++++ Task input

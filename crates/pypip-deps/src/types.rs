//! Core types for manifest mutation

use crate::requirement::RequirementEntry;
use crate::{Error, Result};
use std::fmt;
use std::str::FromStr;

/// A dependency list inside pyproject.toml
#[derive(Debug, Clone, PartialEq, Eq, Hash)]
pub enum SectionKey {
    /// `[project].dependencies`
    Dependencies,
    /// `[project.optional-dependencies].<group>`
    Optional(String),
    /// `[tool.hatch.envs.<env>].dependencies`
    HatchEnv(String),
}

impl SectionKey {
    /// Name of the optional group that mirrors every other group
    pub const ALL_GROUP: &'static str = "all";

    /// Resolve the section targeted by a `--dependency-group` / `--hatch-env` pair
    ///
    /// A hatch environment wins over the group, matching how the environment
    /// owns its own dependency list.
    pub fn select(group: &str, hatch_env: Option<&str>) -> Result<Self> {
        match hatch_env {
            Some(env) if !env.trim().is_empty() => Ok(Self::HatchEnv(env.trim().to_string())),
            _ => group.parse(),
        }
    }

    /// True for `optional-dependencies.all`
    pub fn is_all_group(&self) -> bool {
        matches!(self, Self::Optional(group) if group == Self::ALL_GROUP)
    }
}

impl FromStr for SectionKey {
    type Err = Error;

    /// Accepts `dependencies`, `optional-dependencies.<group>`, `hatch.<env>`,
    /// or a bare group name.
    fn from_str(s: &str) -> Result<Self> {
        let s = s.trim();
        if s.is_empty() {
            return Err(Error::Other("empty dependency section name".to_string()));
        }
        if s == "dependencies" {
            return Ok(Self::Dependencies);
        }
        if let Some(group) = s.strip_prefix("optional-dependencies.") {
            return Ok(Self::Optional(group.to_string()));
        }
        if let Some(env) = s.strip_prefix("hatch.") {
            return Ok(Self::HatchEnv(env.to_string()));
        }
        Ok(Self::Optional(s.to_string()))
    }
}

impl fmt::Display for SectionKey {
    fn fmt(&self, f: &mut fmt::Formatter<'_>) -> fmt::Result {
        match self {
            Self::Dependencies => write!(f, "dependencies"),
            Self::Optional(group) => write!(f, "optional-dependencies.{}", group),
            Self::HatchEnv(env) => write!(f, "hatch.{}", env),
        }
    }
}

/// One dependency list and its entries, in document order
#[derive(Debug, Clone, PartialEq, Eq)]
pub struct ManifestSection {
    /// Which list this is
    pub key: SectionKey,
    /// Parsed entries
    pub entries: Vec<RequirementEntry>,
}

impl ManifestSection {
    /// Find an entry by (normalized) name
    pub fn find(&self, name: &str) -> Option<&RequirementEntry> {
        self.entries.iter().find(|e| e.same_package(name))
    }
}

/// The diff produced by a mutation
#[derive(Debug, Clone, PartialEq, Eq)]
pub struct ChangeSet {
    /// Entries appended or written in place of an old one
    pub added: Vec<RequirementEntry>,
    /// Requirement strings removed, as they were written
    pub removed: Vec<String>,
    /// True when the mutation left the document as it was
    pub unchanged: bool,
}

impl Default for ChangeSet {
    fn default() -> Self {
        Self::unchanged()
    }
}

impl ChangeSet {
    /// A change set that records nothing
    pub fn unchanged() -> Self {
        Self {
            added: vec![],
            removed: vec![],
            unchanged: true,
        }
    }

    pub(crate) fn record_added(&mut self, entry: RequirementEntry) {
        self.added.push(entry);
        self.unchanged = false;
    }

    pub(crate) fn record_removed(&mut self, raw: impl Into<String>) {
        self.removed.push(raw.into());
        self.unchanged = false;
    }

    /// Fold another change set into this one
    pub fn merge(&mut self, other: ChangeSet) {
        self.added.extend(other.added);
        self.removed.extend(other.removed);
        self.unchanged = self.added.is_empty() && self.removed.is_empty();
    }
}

++++++++
++++ Task input

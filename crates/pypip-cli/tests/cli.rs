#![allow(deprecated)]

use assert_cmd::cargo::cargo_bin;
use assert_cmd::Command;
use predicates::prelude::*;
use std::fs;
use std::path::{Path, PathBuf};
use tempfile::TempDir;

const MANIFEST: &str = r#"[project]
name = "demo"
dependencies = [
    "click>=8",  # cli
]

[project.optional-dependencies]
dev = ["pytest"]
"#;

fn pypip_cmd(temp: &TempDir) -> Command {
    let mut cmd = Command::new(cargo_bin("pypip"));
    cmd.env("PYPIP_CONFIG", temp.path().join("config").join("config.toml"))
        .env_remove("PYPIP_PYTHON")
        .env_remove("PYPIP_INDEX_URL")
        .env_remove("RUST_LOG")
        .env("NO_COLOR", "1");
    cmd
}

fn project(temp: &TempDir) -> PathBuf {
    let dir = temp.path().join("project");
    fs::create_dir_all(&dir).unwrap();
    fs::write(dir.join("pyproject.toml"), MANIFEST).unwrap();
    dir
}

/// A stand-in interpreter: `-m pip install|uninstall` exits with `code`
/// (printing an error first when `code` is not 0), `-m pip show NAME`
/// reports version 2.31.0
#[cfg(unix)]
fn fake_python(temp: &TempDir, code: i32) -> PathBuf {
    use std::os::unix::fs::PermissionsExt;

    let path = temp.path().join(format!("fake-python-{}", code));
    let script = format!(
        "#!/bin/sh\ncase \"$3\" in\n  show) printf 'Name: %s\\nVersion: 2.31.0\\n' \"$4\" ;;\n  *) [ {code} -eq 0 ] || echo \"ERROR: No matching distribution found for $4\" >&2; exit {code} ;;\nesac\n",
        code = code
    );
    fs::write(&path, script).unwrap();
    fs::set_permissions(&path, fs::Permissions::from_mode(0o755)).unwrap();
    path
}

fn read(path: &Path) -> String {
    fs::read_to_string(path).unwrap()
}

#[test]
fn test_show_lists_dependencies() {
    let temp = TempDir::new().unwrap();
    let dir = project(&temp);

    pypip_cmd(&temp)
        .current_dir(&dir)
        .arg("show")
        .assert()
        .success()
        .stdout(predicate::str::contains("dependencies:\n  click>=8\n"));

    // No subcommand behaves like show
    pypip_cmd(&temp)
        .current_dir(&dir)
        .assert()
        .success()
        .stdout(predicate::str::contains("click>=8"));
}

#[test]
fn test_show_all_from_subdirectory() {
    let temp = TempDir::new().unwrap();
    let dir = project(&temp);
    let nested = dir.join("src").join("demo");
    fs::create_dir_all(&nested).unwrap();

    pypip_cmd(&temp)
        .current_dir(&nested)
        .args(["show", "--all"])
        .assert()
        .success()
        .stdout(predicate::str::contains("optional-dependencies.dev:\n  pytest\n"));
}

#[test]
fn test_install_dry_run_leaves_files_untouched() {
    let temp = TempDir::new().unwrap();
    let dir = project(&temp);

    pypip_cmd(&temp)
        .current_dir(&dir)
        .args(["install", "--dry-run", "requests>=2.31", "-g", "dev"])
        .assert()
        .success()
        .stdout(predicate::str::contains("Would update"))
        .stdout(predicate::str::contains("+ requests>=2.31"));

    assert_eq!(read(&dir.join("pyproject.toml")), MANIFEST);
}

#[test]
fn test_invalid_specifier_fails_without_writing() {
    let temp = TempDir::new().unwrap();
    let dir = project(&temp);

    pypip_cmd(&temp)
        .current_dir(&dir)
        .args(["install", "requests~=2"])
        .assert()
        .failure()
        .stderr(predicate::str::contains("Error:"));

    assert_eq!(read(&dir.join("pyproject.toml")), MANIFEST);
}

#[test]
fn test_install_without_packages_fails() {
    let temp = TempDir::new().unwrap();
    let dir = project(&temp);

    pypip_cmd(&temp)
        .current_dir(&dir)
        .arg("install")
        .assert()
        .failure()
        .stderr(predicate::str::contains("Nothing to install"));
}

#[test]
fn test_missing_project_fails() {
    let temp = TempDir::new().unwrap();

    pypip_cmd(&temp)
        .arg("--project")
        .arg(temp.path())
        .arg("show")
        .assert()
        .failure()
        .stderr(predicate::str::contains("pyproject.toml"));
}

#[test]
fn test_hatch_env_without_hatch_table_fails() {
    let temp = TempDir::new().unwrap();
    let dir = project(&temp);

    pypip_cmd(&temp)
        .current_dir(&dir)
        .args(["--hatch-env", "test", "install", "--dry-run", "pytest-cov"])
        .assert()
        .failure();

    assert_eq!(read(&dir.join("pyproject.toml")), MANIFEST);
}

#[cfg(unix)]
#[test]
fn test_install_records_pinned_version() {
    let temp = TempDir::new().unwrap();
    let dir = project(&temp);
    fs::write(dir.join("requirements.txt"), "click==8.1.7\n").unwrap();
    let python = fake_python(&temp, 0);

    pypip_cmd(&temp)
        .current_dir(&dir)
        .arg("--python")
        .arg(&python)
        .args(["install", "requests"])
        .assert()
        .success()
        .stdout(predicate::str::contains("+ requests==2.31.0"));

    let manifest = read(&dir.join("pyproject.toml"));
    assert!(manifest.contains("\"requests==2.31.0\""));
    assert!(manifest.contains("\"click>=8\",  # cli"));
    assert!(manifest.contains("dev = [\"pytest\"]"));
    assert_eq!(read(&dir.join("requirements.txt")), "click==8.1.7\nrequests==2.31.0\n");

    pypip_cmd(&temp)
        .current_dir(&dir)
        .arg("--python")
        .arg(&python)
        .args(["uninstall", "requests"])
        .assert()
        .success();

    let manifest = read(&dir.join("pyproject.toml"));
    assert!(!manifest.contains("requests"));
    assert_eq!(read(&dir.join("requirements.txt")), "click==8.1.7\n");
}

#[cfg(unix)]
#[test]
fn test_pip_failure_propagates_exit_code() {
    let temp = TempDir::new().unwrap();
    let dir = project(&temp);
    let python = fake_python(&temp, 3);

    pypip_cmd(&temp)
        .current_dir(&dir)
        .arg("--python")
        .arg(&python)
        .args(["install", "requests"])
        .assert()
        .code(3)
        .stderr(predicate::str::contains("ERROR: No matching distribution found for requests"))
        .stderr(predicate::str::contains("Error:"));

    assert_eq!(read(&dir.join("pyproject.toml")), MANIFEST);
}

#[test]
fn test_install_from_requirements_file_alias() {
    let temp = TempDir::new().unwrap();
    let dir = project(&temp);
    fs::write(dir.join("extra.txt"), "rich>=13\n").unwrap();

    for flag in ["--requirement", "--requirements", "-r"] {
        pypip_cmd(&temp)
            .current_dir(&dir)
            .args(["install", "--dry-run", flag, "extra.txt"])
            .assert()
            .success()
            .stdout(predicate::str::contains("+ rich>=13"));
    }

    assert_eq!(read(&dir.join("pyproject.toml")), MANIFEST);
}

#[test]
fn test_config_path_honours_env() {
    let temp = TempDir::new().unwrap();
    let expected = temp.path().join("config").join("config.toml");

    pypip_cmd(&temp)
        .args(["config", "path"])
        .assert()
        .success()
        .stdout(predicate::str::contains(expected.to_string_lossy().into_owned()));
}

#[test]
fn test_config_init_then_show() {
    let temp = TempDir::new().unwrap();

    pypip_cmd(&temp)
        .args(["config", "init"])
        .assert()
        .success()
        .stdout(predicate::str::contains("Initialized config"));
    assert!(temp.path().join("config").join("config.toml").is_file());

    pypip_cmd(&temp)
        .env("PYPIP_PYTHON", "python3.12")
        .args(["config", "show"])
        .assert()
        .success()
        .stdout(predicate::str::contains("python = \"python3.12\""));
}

++++++++

What to do: Nothing should appear in the answer except the lines above from the line with "filename crates/pypip-deps/src/types.rs" through the line with "pub fn is_all_group(&self)", both included, written out exactly.

Finished task:
filename crates/pypip-deps/src/types.rs
//! Core types for manifest mutation

use crate::requirement::RequirementEntry;
use crate::{Error, Result};
use std::fmt;
use std::str::FromStr;

/// A dependency list inside pyproject.toml
#[derive(Debug, Clone, PartialEq, Eq, Hash)]
pub enum SectionKey {
    /// `[project].dependencies`
    Dependencies,
    /// `[project.optional-dependencies].<group>`
    Optional(String),
    /// `[tool.hatch.envs.<env>].dependencies`
    HatchEnv(String),
}

impl SectionKey {
    /// Name of the optional group that mirrors every other group
    pub const ALL_GROUP: &'static str = "all";

    /// Resolve the section targeted by a `--dependency-group` / `--hatch-env` pair
    ///
    /// A hatch environment wins over the group, matching how the environment
    /// owns its own dependency list.
    pub fn select(group: &str, hatch_env: Option<&str>) -> Result<Self> {
        match hatch_env {
            Some(env) if !env.trim().is_empty() => Ok(Self::HatchEnv(env.trim().to_string())),
            _ => group.parse(),
        }
    }

    /// True for `optional-dependencies.all`
    pub fn is_all_group(&self) -> bool {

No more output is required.